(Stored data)
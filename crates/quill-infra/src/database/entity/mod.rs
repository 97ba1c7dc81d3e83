//! SeaORM entities mirroring the relational schema.

pub mod comment;
pub mod post;
pub mod profile;
pub mod user;
//! Avatar storage implementations.

mod fs;

pub use fs::FsAvatarStore;
//! Profile pages: view and edit the signed-in user's profile.

use actix_web::{HttpResponse, web};
use serde::Deserialize;

use crate::handlers::profile::{find_or_create, parse_data_url};
use crate::middleware::auth::OptionalIdentity;
use crate::middleware::error::{AppError, AppResult};
use crate::pages::{base_context, redirect, render};
use crate::state::AppState;

#[derive(Debug, Deserialize)]
pub struct ProfileForm {
    pub bio: Option<String>,
    pub website: Option<String>,
    /// Base64 data-URL from the upload widget; empty when untouched.
    pub avatar: Option<String>,
}

/// GET /profile
pub async fn view(
    state: web::Data<AppState>,
    identity: OptionalIdentity,
) -> AppResult<HttpResponse> {
    let Some(identity) = identity.0 else {
        return Ok(redirect("/login"));
    };

    let profile = find_or_create(&state, &identity).await?;

    let mut ctx = base_context(Some(&identity));
    ctx.insert("bio", &profile.bio);
    ctx.insert("website", &profile.website);
    ctx.insert("avatar", &profile.avatar);
    render(&state, "profile/view.html", &ctx)
}

/// GET /profile/edit
pub async fn edit_form(
    state: web::Data<AppState>,
    identity: OptionalIdentity,
) -> AppResult<HttpResponse> {
    let Some(identity) = identity.0 else {
        return Ok(redirect("/login"));
    };

    let profile = find_or_create(&state, &identity).await?;

    let mut ctx = base_context(Some(&identity));
    ctx.insert("bio", &profile.bio);
    ctx.insert("website", &profile.website);
    ctx.insert("avatar", &profile.avatar);
    render(&state, "profile/edit.html", &ctx)
}

/// POST /profile/edit
pub async fn edit_submit(
    state: web::Data<AppState>,
    identity: OptionalIdentity,
    form: web::Form<ProfileForm>,
) -> AppResult<HttpResponse> {
    let Some(identity) = identity.0 else {
        return Ok(redirect("/login"));
    };
    let form = form.into_inner();

    let mut profile = find_or_create(&state, &identity).await?;
    profile.bio = form.bio.filter(|s| !s.is_empty());
    profile.website = form.website.filter(|s| !s.is_empty());

    if let Some(avatar) = form.avatar.filter(|s| !s.is_empty()) {
        let Some((content_type, bytes)) = parse_data_url(&avatar) else {
            let mut ctx = base_context(Some(&identity));
            ctx.insert("bio", &profile.bio);
            ctx.insert("website", &profile.website);
            ctx.insert("avatar", &profile.avatar);
            ctx.insert("error", "Avatar upload was not a valid image payload");
            return render(&state, "profile/edit.html", &ctx);
        };

        match state.avatars.save(identity.user_id, &content_type, &bytes).await {
            Ok(stored) => profile.avatar = Some(stored),
            Err(quill_core::ports::StorageError::UnsupportedContentType(ct)) => {
                let mut ctx = base_context(Some(&identity));
                ctx.insert("bio", &profile.bio);
                ctx.insert("website", &profile.website);
                ctx.insert("avatar", &profile.avatar);
                ctx.insert("error", &format!("Unsupported image type: {ct}"));
                return render(&state, "profile/edit.html", &ctx);
            }
            Err(e) => return Err(AppError::from(e)),
        }
    }

    state.profiles.update(profile).await?;
    tracing::info!(user_id = %identity.user_id, "Profile updated via page flow");

    Ok(redirect("/profile"))
}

▶ **Work instructions**
From the entries above, say how many lines contain "filter". Only the number is wanted.

▶ **Output below**
3